In your answer, reproduce exactly the lines from the beginning of the listing below through the one containing "server (and tests)", and only those lines.

====== Supplied data ======

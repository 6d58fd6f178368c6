//! Lifecycle subsystem: graceful shutdown coordination.

pub mod shutdown;

pub use shutdown::Shutdown;
//! Shutdown coordination for the guard.

use tokio::sync::broadcast;

/// Coordinator for graceful shutdown.
///
/// Holds the sending half of a broadcast channel; the server (and tests)
/// subscribe and stop serving when a signal arrives or the coordinator is
/// dropped.
pub struct Shutdown {
    tx: broadcast::Sender<()>,
}

impl Shutdown {
    pub fn new() -> Self {
        let (tx, _) = broadcast::channel(1);
        Self { tx }
    }

    /// Subscribe to the shutdown signal.
    pub fn subscribe(&self) -> broadcast::Receiver<()> {
        self.tx.subscribe()
    }

    /// Trigger the shutdown signal.
    pub fn trigger(&self) {
        let _ = self.tx.send(());
    }
}

impl Default for Shutdown {
    fn default() -> Self {
        Self::new()
    }
}
//! Shared utilities for integration testing.

use std::net::SocketAddr;
use std::time::Duration;

use tokio::io::AsyncWriteExt;
use tokio::net::TcpListener;

use gateway_guard::config::GuardConfig;
use gateway_guard::http::HttpServer;
use gateway_guard::lifecycle::Shutdown;

/// Start a mock upstream backend that answers every request with 200 and a
/// fixed body. Returns the address it is listening on.
pub async fn start_mock_backend(response: &'static str) -> SocketAddr {
    let listener = TcpListener::bind("127.0.0.1:0").await.unwrap();
    let addr = listener.local_addr().unwrap();

    tokio::spawn(async move {
        loop {
            match listener.accept().await {
                Ok((mut socket, _)) => {
                    tokio::spawn(async move {
                        let response_str = format!(
                            "HTTP/1.1 200 OK\r\nContent-Length: {}\r\nConnection: close\r\n\r\n{}",
                            response.len(),
                            response
                        );
                        let _ = socket.write_all(response_str.as_bytes()).await;
                        let _ = socket.shutdown().await;
                        tokio::time::sleep(Duration::from_millis(10)).await;
                    });
                }
                Err(_) => break,
            }
        }
    });

    addr
}

/// Spawn a guard in front of the given upstream, with an optional secret.
///
/// The returned `Shutdown` must be kept alive for the duration of the test;
/// dropping it stops the server.
pub async fn spawn_guard(secret: Option<&str>, upstream: SocketAddr) -> (SocketAddr, Shutdown) {
    let mut config = GuardConfig::default();
    config.listener.bind_address = "127.0.0.1:0".to_string();
    config.upstream.address = upstream.to_string();
    config.gate.secret = secret.map(String::from);

    let listener = TcpListener::bind("127.0.0.1:0").await.unwrap();
    let addr = listener.local_addr().unwrap();

    let shutdown = Shutdown::new();
    let rx = shutdown.subscribe();
    let server = HttpServer::new(config);

    tokio::spawn(async move {
        let _ = server.run(listener, rx).await;
    });

    // Give the accept loop a moment to start
    tokio::time::sleep(Duration::from_millis(100)).await;

    (addr, shutdown)
}

/// Client that does not reuse pooled connections between tests.
pub fn test_client() -> reqwest::Client {
    reqwest::Client::builder()
        .pool_max_idle_per_host(0)
        .no_proxy()
        .build()
        .unwrap()
}
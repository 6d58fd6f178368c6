//! HTTP server setup and configuration.
//!
//! # Responsibilities
//! - Create Axum Router with the forward handler
//! - Wire up middleware (gate, tracing, timeout, request ID)
//! - Bind server to listener
//! - Forward allowed requests to the upstream backend

use axum::{
    body::Body,
    extract::State,
    http::{
        uri::{Authority, Scheme},
        Request, StatusCode, Uri,
    },
    middleware,
    response::{IntoResponse, Response},
    routing::any,
    Router,
};
use hyper_util::{
    client::legacy::{connect::HttpConnector, Client},
    rt::TokioExecutor,
};
use std::str::FromStr;
use std::sync::Arc;
use std::time::{Duration, Instant};
use tokio::net::TcpListener;
use tokio::sync::broadcast;
use tower_http::{timeout::TimeoutLayer, trace::TraceLayer};

use crate::config::{resolve_secret, GuardConfig};
use crate::gate::{gateway_secret_middleware, Gate, GateState};
use crate::http::request::{RequestIdLayer, X_REQUEST_ID};
use crate::observability::metrics;

/// Application state injected into the forward handler.
#[derive(Clone)]
pub struct AppState {
    pub client: Client<HttpConnector, Body>,
    pub upstream: String,
}

/// HTTP server for the gateway guard.
pub struct HttpServer {
    router: Router,
    config: GuardConfig,
}

impl HttpServer {
    /// Create a new HTTP server with the given configuration.
    ///
    /// The gate is built once here; its secret state and open-path set are
    /// immutable for the life of the server.
    pub fn new(config: GuardConfig) -> Self {
        let client = Client::builder(TokioExecutor::new()).build(HttpConnector::new());

        let gate = Arc::new(Gate::new(
            resolve_secret(&config.gate),
            config.gate.open_paths.clone(),
        ));

        let state = AppState {
            client,
            upstream: config.upstream.address.clone(),
        };

        let router = Self::build_router(&config, state, GateState { gate });
        Self { router, config }
    }

    /// Build the Axum router with all middleware layers.
    ///
    /// The gate layer sits directly around the forward handler; request ID,
    /// timeout, and trace layers wrap it so rejections are logged and timed
    /// like any other response.
    fn build_router(config: &GuardConfig, state: AppState, gate: GateState) -> Router {
        Router::new()
            .route("/{*path}", any(forward_handler))
            .route("/", any(forward_handler))
            .with_state(state)
            .layer(middleware::from_fn_with_state(gate, gateway_secret_middleware))
            .layer(TimeoutLayer::new(Duration::from_secs(
                config.timeouts.request_secs,
            )))
            .layer(RequestIdLayer)
            .layer(TraceLayer::new_for_http())
    }

    /// Run the server, accepting connections on the given listener.
    pub async fn run(
        self,
        listener: TcpListener,
        shutdown: broadcast::Receiver<()>,
    ) -> Result<(), std::io::Error> {
        let addr = listener.local_addr()?;
        tracing::info!(
            address = %addr,
            upstream = %self.config.upstream.address,
            "HTTP server starting"
        );

        axum::serve(listener, self.router)
            .with_graceful_shutdown(shutdown_signal(shutdown))
            .await?;

        tracing::info!("HTTP server stopped");
        Ok(())
    }

    /// Get a reference to the config.
    pub fn config(&self) -> &GuardConfig {
        &self.config
    }
}

/// Forward handler: the downstream stage the gate hands allowed requests to.
/// Rewrites the URI authority to the upstream and returns its response
/// verbatim.
async fn forward_handler(State(state): State<AppState>, request: Request<Body>) -> Response {
    let start_time = Instant::now();
    let request_id = request
        .headers()
        .get(&X_REQUEST_ID)
        .and_then(|v| v.to_str().ok())
        .unwrap_or("unknown")
        .to_string();

    let method = request.method().to_string();
    let path = request.uri().path().to_string();

    tracing::debug!(
        request_id = %request_id,
        method = %method,
        path = %path,
        "Forwarding request"
    );

    let authority = match Authority::from_str(&state.upstream) {
        Ok(a) => a,
        Err(_) => {
            tracing::error!(
                request_id = %request_id,
                upstream = %state.upstream,
                "Invalid upstream address"
            );
            metrics::record_request(&method, 502, start_time);
            return (StatusCode::BAD_GATEWAY, "Upstream request failed").into_response();
        }
    };

    // URI rewrite: same path and query, upstream host
    let (mut parts, body) = request.into_parts();
    let mut uri_parts = parts.uri.clone().into_parts();
    uri_parts.scheme = Some(Scheme::HTTP);
    uri_parts.authority = Some(authority);
    let uri = Uri::from_parts(uri_parts).unwrap_or_else(|_| parts.uri.clone());
    parts.uri = uri;

    let outbound = Request::from_parts(parts, body);

    match state.client.request(outbound).await {
        Ok(response) => {
            let status = response.status().as_u16();
            metrics::record_request(&method, status, start_time);

            let (parts, body) = response.into_parts();
            Response::from_parts(parts, Body::new(body))
        }
        Err(e) => {
            tracing::error!(request_id = %request_id, error = %e, "Upstream error");
            metrics::record_request(&method, 502, start_time);
            (StatusCode::BAD_GATEWAY, "Upstream request failed").into_response()
        }
    }
}

/// Wait for a shutdown trigger: Ctrl+C or the lifecycle coordinator.
async fn shutdown_signal(mut shutdown: broadcast::Receiver<()>) {
    tokio::select! {
        _ = tokio::signal::ctrl_c() => {},
        // A closed channel means the coordinator is gone; shut down too
        _ = shutdown.recv() => {},
    }
    tracing::info!("Shutdown signal received");
}
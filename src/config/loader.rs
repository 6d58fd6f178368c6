//! Configuration loading from disk and secret resolution.

use std::env::VarError;
use std::fs;
use std::path::Path;

use thiserror::Error;

use crate::config::schema::{GateConfig, GuardConfig};
use crate::config::validation::{validate_config, ValidationError};
use crate::gate::SecretState;

/// Environment variable holding the shared secret. Overrides any value in
/// the config file.
pub const SECRET_ENV_VAR: &str = "API_GATEWAY_SECRET";

/// Error type for configuration loading.
#[derive(Debug, Error)]
pub enum ConfigError {
    #[error("IO error: {0}")]
    Io(#[from] std::io::Error),

    #[error("Parse error: {0}")]
    Parse(#[from] toml::de::Error),

    #[error("Validation failed: {}", .0.iter().map(|e| e.to_string()).collect::<Vec<_>>().join(", "))]
    Validation(Vec<ValidationError>),
}

/// Load and validate configuration from a TOML file.
pub fn load_config(path: &Path) -> Result<GuardConfig, ConfigError> {
    let content = fs::read_to_string(path)?;
    let config: GuardConfig = toml::from_str(&content)?;

    validate_config(&config).map_err(ConfigError::Validation)?;

    Ok(config)
}

/// Resolve the secret state for the gate.
///
/// The environment variable wins over the file value. A value that cannot
/// be read (present but not valid UTF-8) yields `Unresolvable`, which the
/// gate treats as a secret that never matches: enforcement stays on rather
/// than silently switching off.
pub fn resolve_secret(config: &GateConfig) -> SecretState {
    match std::env::var(SECRET_ENV_VAR) {
        Ok(value) => SecretState::from_configured(Some(value)),
        Err(VarError::NotPresent) => SecretState::from_configured(config.secret.clone()),
        Err(VarError::NotUnicode(_)) => {
            tracing::error!(
                var = SECRET_ENV_VAR,
                "Secret could not be resolved; failing closed"
            );
            SecretState::Unresolvable
        }
    }
}

#[cfg(test)]
mod tests {
    use super::*;

    #[test]
    fn test_parse_minimal_config() {
        let config: GuardConfig = toml::from_str(
            r#"
            [listener]
            bind_address = "127.0.0.1:8080"

            [upstream]
            address = "127.0.0.1:3000"

            [gate]
            secret = "abc123"
            "#,
        )
        .unwrap();

        assert_eq!(config.gate.secret.as_deref(), Some("abc123"));
        // Unspecified sections fall back to defaults
        assert_eq!(config.timeouts.request_secs, 30);
        assert_eq!(config.gate.open_paths.len(), 5);
    }

    #[test]
    fn test_empty_config_uses_defaults() {
        let config: GuardConfig = toml::from_str("").unwrap();
        assert!(config.gate.secret.is_none());
        assert_eq!(config.listener.bind_address, "0.0.0.0:8080");
    }

    #[test]
    fn test_open_paths_overridable() {
        let config: GuardConfig = toml::from_str(
            r#"
            [gate]
            open_paths = ["/", "/status"]
            "#,
        )
        .unwrap();
        assert_eq!(config.gate.open_paths, vec!["/", "/status"]);
    }
}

======

Output below:
repository 6d58fd6f178368c6
//! Lifecycle subsystem: graceful shutdown coordination.

pub mod shutdown;

pub use shutdown::Shutdown;
//! Shutdown coordination for the guard.

use tokio::sync::broadcast;

/// Coordinator for graceful shutdown.
///
/// Holds the sending half of a broadcast channel; the server (and tests)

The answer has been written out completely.